Но, всерьез или не всерьез объявляя себя гением, он никогда — ни в стихах, ни в жизни — не был высокомерен, никогда ни к кому не снисходил, а нежно и искренне любил своих друзей, спешил им на помощь в трудные минуты, не оставлял без ответа ни одного письма, внимательно выслушивал несовершенные строки приходивших к нему стихотворцев и в каждом из своих знакомых умел находить хоть что-нибудь хорошее и интересное. Глазков естественно становился центром дружеских литературных компаний, но никогда не изображал из себя «мэтра», не вещал, не поучал, а честно высказывал свое мнение, по возможности щадя самолюбие ближнего. Если стихи, прочитанные ему, не нравились Глазкову, он либо смущенно похмыкивал: «Это… трогательно…», — либо точно определял уязвимые места стихов, был в суждениях своих немногословен и строг… Впрочем, я не помню, чтобы на него кто-либо обижался даже после весьма определенного отрицательного отзыва: он все умел скрасить добродушной шуткой. Зато если стихи товарища по поэтическому цеху ему нравились, он их запоминал, читал наизусть другим своим знакомым, пропагандировал.

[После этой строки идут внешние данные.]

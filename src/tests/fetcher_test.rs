use crate::hub::{HubError, HubFetcher, ModelFile};
use crate::tests::mock_hub::{mock_config, start_mock_hub};

#[tokio::test]
async fn 파일을_받아서_디스크에_기록() {
    let body = "0123456789";
    let addr = start_mock_hub(
        None,
        vec![("config.json".to_string(), body.to_string())],
    )
    .await;

    let dir = tempfile::tempdir().unwrap();
    let config = mock_config("org/model", dir.path(), addr);
    let fetcher = HubFetcher::new(config).unwrap();

    let file = ModelFile {
        name: "config.json".to_string(),
        path: "config.json".to_string(),
        size: 10,
    };
    let written = fetcher.fetch_file(&file, dir.path()).await.unwrap();

    assert_eq!(written, 10);
    let saved = std::fs::read_to_string(dir.path().join("config.json")).unwrap();
    assert_eq!(saved, body);
}

#[tokio::test]
async fn 하위_디렉토리_경로도_평탄하게_저장() {
    let addr = start_mock_hub(
        None,
        vec![("tokenizer/vocab.json".to_string(), "{}".to_string())],
    )
    .await;

    let dir = tempfile::tempdir().unwrap();
    let config = mock_config("org/model", dir.path(), addr);
    let fetcher = HubFetcher::new(config).unwrap();

    let file = ModelFile {
        name: "vocab.json".to_string(),
        path: "tokenizer/vocab.json".to_string(),
        size: 2,
    };
    let written = fetcher.fetch_file(&file, dir.path()).await.unwrap();

    assert_eq!(written, 2);
    // tokenizer/ 하위 구조 없이 파일 이름만으로 저장된다
    assert!(dir.path().join("vocab.json").exists());
    assert!(!dir.path().join("tokenizer").exists());
}

#[tokio::test]
async fn 다운로드_404는_remote_오류() {
    let addr = start_mock_hub(None, vec![]).await;

    let dir = tempfile::tempdir().unwrap();
    let config = mock_config("org/model", dir.path(), addr);
    let fetcher = HubFetcher::new(config).unwrap();

    let file = ModelFile {
        name: "missing.bin".to_string(),
        path: "missing.bin".to_string(),
        size: 0,
    };
    let err = fetcher.fetch_file(&file, dir.path()).await.unwrap_err();

    match err {
        HubError::Remote { status, endpoint } => {
            assert_eq!(status, 404);
            assert!(endpoint.ends_with("/org/model/resolve/main/missing.bin"));
        }
        other => panic!("Remote 오류가 아님: {:?}", other),
    }
}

Ах, если бы все, считающие себя гениями или литературными генералами, были в общении с людьми такими, как Глазков!

Могу сказать, что мне, может быть, и незаслуженно, но повезло: я в течение тридцати пяти лет чувствовал доброту и дружеское расположение ко мне Николая Глазкова и, каюсь, далеко не всегда умел это оценить и достойно на это ответить…

Осенью 1943 года я вернулся на очное отделение института, приехал из деревни в Горький, снова поселился в общежитии на Скобе. Вокруг Глазкова к этому времени возник кружок молодежи, причастной к поэзии, и внутри этого кружка складывалась своя система не только литературных отношений: Толя Борушко, как мне тогда казалось, увлекся Катей, я влюбился в Леру и посвящал ей стихи, а сам Коля Глазков питал нежные чувства к Лиде Утенковой и складывал в ее честь свои неповторимые строки, из которых моя память сохранила немногие, но яркие:

Мы в лабиринте. Ты не Ариадна. Но все равно мне образ твой — как нить. Тебе я непонятен — ну, и ладно! Тебе я неприятен — ну, и ладно! Ты думаешь, кого бы соблазнить. Но таково судьбы предначертанье, Что непременно будем мы вдвоем. А здравый смысл, — в нем смысла ни черта нет! И станешь ты моей секретарем! Люблю тебя за то, что ты пустая, Но попусту не любят пустоту. Мальчишки так, бумажный змей пуская, Бессмысленную любят высоту.

Кроме тех, кого я знал по летним встречам, в глазковском окружении прибавились новые лица: интересная, пишущая дерзкие стихи, молодая поэтесса Калерия Русинова и вовлеченный мной в глазковскую орбиту, совсем еще юный (ему не было и 15 лет) Риталий Заславский. Все они, как и товарищи Глазкова по институту, сохранили дружбу с Глазковым на долгие годы, покоренные неувядающим обаянием его личности и поэзии.